Stephenson identified the six guiding principles of grief, citing Elisabeth Kubler-Ross’s five stages of grief. In addition to describing how support groups can impact the processing of grief, he outlined how the pandemic changed service delivery and directly influenced grief, including a loss of social kinship connection, a loss of LGBTQ+ community connection, and a loss of LGBTQ+ identity authenticity, affirmation and visibility.
Stephenson identified and discussed clinical presentations of grief before defining grief through an LGBTQ+ lens, concluding with the application of strategies for embracing grief in practice. His description of “disenfranchised grief” – a term that describes grief not acknowledged as legitimate by society and, as a result, not typically socially accepted or publicly mourned – segued to how providers can hold space for stories, consider how grief impacts social determinants of health and practice active listening.

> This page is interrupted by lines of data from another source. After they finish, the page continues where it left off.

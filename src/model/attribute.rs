use regex::Regex;

use super::range::Range;
use super::value::Value;

/// A single named value on a block.
///
/// All predicates are total: they answer false (never panic, never error)
/// when the value has the wrong variant, so rules read as plain predicate
/// chains without defensive checks.
#[derive(Debug, Clone)]
pub struct Attribute {
    name: String,
    value: Value,
    raw_expression: String,
    range: Range,
}

impl Attribute {
    pub fn new(
        name: impl Into<String>,
        value: Value,
        raw_expression: impl Into<String>,
        range: Range,
    ) -> Self {
        Self {
            name: name.into(),
            value,
            raw_expression: raw_expression.into(),
            range,
        }
    }

    pub fn name(&self) -> &str {
        &self.name
    }

    pub fn value(&self) -> &Value {
        &self.value
    }

    /// The unevaluated source form, kept for the cases resolution fails.
    pub fn raw_expression(&self) -> &str {
        &self.raw_expression
    }

    pub fn range(&self) -> &Range {
        &self.range
    }

    /// True only for the boolean variant holding `true`. A string `"true"`
    /// does not satisfy this; rules that want to accept the string form call
    /// `equals_ignore_case("true")` explicitly as a second check.
    pub fn is_true(&self) -> bool {
        matches!(self.value, Value::Bool(true))
    }

    /// True only for the boolean variant holding `false`.
    pub fn is_false(&self) -> bool {
        matches!(self.value, Value::Bool(false))
    }

    pub fn is_unknown(&self) -> bool {
        self.value.is_unknown()
    }

    pub fn is_empty(&self) -> bool {
        self.value.is_empty()
    }

    pub fn equals(&self, expected: impl Into<Value>) -> bool {
        self.value.equals(&expected.into(), false)
    }

    pub fn equals_ignore_case(&self, expected: &str) -> bool {
        self.value.equals(&Value::from(expected), true)
    }

    pub fn contains(&self, needle: &str) -> bool {
        self.value.contains(needle, false)
    }

    pub fn contains_ignore_case(&self, needle: &str) -> bool {
        self.value.contains(needle, true)
    }

    /// Applies only to the string variant; anything else is false.
    pub fn regex_matches(&self, pattern: &Regex) -> bool {
        self.value
            .as_str()
            .map(|s| pattern.is_match(s))
            .unwrap_or(false)
    }

    pub fn starts_with(&self, prefix: &str) -> bool {
        self.value
            .as_str()
            .map(|s| s.starts_with(prefix))
            .unwrap_or(false)
    }

    pub fn ends_with(&self, suffix: &str) -> bool {
        self.value
            .as_str()
            .map(|s| s.ends_with(suffix))
            .unwrap_or(false)
    }

    /// True when the string value equals any of the given options.
    pub fn is_any(&self, options: &[&str]) -> bool {
        self.value
            .as_str()
            .map(|s| options.contains(&s))
            .unwrap_or(false)
    }

    pub fn as_str(&self) -> Option<&str> {
        self.value.as_str()
    }

    pub fn as_bool(&self) -> Option<bool> {
        self.value.as_bool()
    }

    pub fn as_number(&self) -> Option<f64> {
        self.value.as_number()
    }

    /// Render a `[type] value` snapshot of scalar values for display next to
    /// a finding's range. Non-scalar values render nothing.
    pub fn annotation(&self) -> Option<String> {
        match &self.value {
            Value::String(s) => Some(format!("[string] {:?}", s)),
            Value::Bool(b) => Some(format!("[bool] {}", b)),
            Value::Number(n) => Some(format!("[number] {}", n)),
            _ => None,
        }
    }
}
use std::collections::{HashMap, HashSet};
use std::panic::{self, AssertUnwindSafe};

use serde::{Deserialize, Serialize};

use crate::cancel::CancelToken;
use crate::error::Result;
use crate::model::Block;

use super::result::{CheckResult, ResultSet, Severity, Status};
use super::Registry;

/// Post-scan policy: rule ids to suppress and per-rule severity overrides,
/// plus reporting switches. Loaded from the config file collaborator.
#[derive(Debug, Clone, Default, Serialize, Deserialize)]
pub struct ScanPolicy {
    /// Rule ids whose results are dropped (or marked ignored).
    #[serde(default)]
    pub exclude: HashSet<String>,
    /// Per-rule severity replacements.
    #[serde(default)]
    pub severity_overrides: HashMap<String, Severity>,
    /// Synthesize an explicit passed record for each matched-but-clean
    /// (block, rule) pair.
    #[serde(default)]
    pub include_passed: bool,
    /// Retain excluded results with `Status::Ignored` instead of dropping.
    #[serde(default)]
    pub show_ignored: bool,
}

/// A check function that panicked. Reported alongside results; never
/// aborts the scan.
#[derive(Debug, Clone, Serialize)]
pub struct RuleFault {
    pub rule_id: String,
    pub block: String,
    pub message: String,
}

#[derive(Debug, Default)]
pub struct ScanOutcome {
    pub results: Vec<CheckResult>,
    pub faults: Vec<RuleFault>,
}

/// Dispatches blocks to matching rules. Blocks are visited in sequence
/// order and rules in id order, so two scans of the same input produce
/// identical ordered results.
pub struct Scanner<'a> {
    registry: &'a Registry,
    policy: ScanPolicy,
    cancel: Option<CancelToken>,
}

impl<'a> Scanner<'a> {
    pub fn new(registry: &'a Registry) -> Self {
        Self {
            registry,
            policy: ScanPolicy::default(),
            cancel: None,
        }
    }

    pub fn with_policy(mut self, policy: ScanPolicy) -> Self {
        self.policy = policy;
        self
    }

    pub fn with_cancel(mut self, cancel: CancelToken) -> Self {
        self.cancel = Some(cancel);
        self
    }

    pub fn scan(&self, blocks: &[Block]) -> Result<ScanOutcome> {
        let mut outcome = ScanOutcome::default();

        for block in blocks {
            if let Some(token) = &self.cancel {
                if token.is_cancelled() {
                    return Err(crate::error::GuardError::Cancelled);
                }
            }
            for rule in self.registry.rules() {
                if !rule.matches(block) {
                    continue;
                }
                let dispatch = panic::catch_unwind(AssertUnwindSafe(|| {
                    let mut set = ResultSet::for_rule(rule);
                    (rule.check)(&mut set, block, block.context().as_ref());
                    set
                }));
                match dispatch {
                    Ok(set) => {
                        if set.is_empty() && self.policy.include_passed {
                            let mut set = ResultSet::for_rule(rule);
                            set.add(
                                CheckResult::new(format!(
                                    "Resource '{}' passed check: {}",
                                    block.full_name(),
                                    rule.documentation.summary
                                ))
                                .with_range(block.range().clone())
                                .with_severity(Severity::Info)
                                .with_status(Status::Passed),
                            );
                            outcome.results.extend(set.into_results());
                        } else {
                            outcome.results.extend(set.into_results());
                        }
                    }
                    Err(payload) => {
                        let message = panic_message(payload);
                        tracing::error!(
                            rule = rule.id,
                            block = %block.full_name(),
                            %message,
                            "check function fault, continuing scan"
                        );
                        outcome.faults.push(RuleFault {
                            rule_id: rule.id.to_string(),
                            block: block.full_name(),
                            message,
                        });
                    }
                }
            }
        }

        outcome.results = self.apply_policy(outcome.results);
        Ok(outcome)
    }

    fn apply_policy(&self, results: Vec<CheckResult>) -> Vec<CheckResult> {
        results
            .into_iter()
            .filter_map(|mut result| {
                if self.policy.exclude.contains(&result.rule_id) {
                    if !self.policy.show_ignored {
                        return None;
                    }
                    result.status = Status::Ignored;
                }
                if let Some(&severity) = self.policy.severity_overrides.get(&result.rule_id) {
                    result.severity = severity;
                }
                Some(result)
            })
            .collect()
    }
}

fn panic_message(payload: Box<dyn std::any::Any + Send>) -> String {
    if let Some(s) = payload.downcast_ref::<&str>() {
        (*s).to_string()
    } else if let Some(s) = payload.downcast_ref::<String>() {
        s.clone()
    } else {
        "unknown panic".to_string()
    }
}

#[cfg(test)]
pub(crate) mod test_support {
    use super::Scanner;
    use crate::rules::{CheckResult, Registry};

    /// Parse a source string and scan it with the builtin catalogue.
    pub(crate) fn scan_source(source: &str) -> Vec<CheckResult> {
        let blocks = crate::loader::load_source(source).unwrap();
        let registry = Registry::with_builtin().unwrap();
        Scanner::new(&registry).scan(&blocks).unwrap().results
    }
}
use crate::rules::{CheckResult, Provider, Rule, RuleDocumentation, Severity};

/// AZU003: Azure managed disks must not disable encryption.
pub fn rule() -> Rule {
    Rule {
        id: "AZU003",
        documentation: RuleDocumentation {
            summary: "Unencrypted managed disk.",
            explanation: "\
Managed disks should be encrypted at rest. When specifying the \
encryption_settings block, the enabled attribute should be set to true.",
            impact: "Data could be read if compromised",
            resolution: "Enable encryption on managed disks",
            bad_example: r#"
resource "azurerm_managed_disk" "bad_example" {
    encryption_settings {
        enabled = false
    }
}
"#,
            good_example: r#"
resource "azurerm_managed_disk" "good_example" {
    encryption_settings {
        enabled = true
    }
}
"#,
            links: &[
                "https://docs.microsoft.com/en-us/azure/virtual-machines/linux/disk-encryption",
                "https://www.terraform.io/docs/providers/azurerm/r/managed_disk.html",
            ],
        },
        provider: Provider::Azure,
        required_kinds: &["resource"],
        required_labels: &["azurerm_managed_disk"],
        check: |set, block, _ctx| {
            // Encryption is on by default; only an explicit opt-out fails.
            // Only the boolean false counts — the string "false" stays
            // unresolved policy-wise and is not flagged here.
            let settings = block.get_block("encryption_settings");
            let Some(enabled) = settings.get_attribute("enabled") else {
                return;
            };
            if enabled.is_false() {
                set.add(
                    CheckResult::new(format!(
                        "Resource '{}' defines an unencrypted managed disk.",
                        block.full_name()
                    ))
                    .with_range(enabled.range().clone())
                    .with_attribute_annotation(enabled)
                    .with_severity(Severity::Error),
                );
            }
        },
    }
}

Additional speakers included Rebecca Eyre (she/her), CEO of Project HEAL, the only national eating disorder nonprofit focused on equitable access to care; Vik Chopra (he/him), co-founder and director of Unincarcerated Productions; and Bonnie Violet (she/her), a trans femme genderqueer spiritual drag artist and digital chaplain.
Dorsa says it best:
“Eating disorder treatment must evolve to meet the needs of the diverse LGBTQ+ community…. By prioritizing ongoing education, diverse representation and the implementation of LGBTQ+ inclusive policies, providers can help bridge the gap between the needs of the LGBTQ+ community and the care available to us. Together we can work toward a future where all individuals…receive the compassionate and effective support they deserve in their journey toward full recovery from eating disorders.”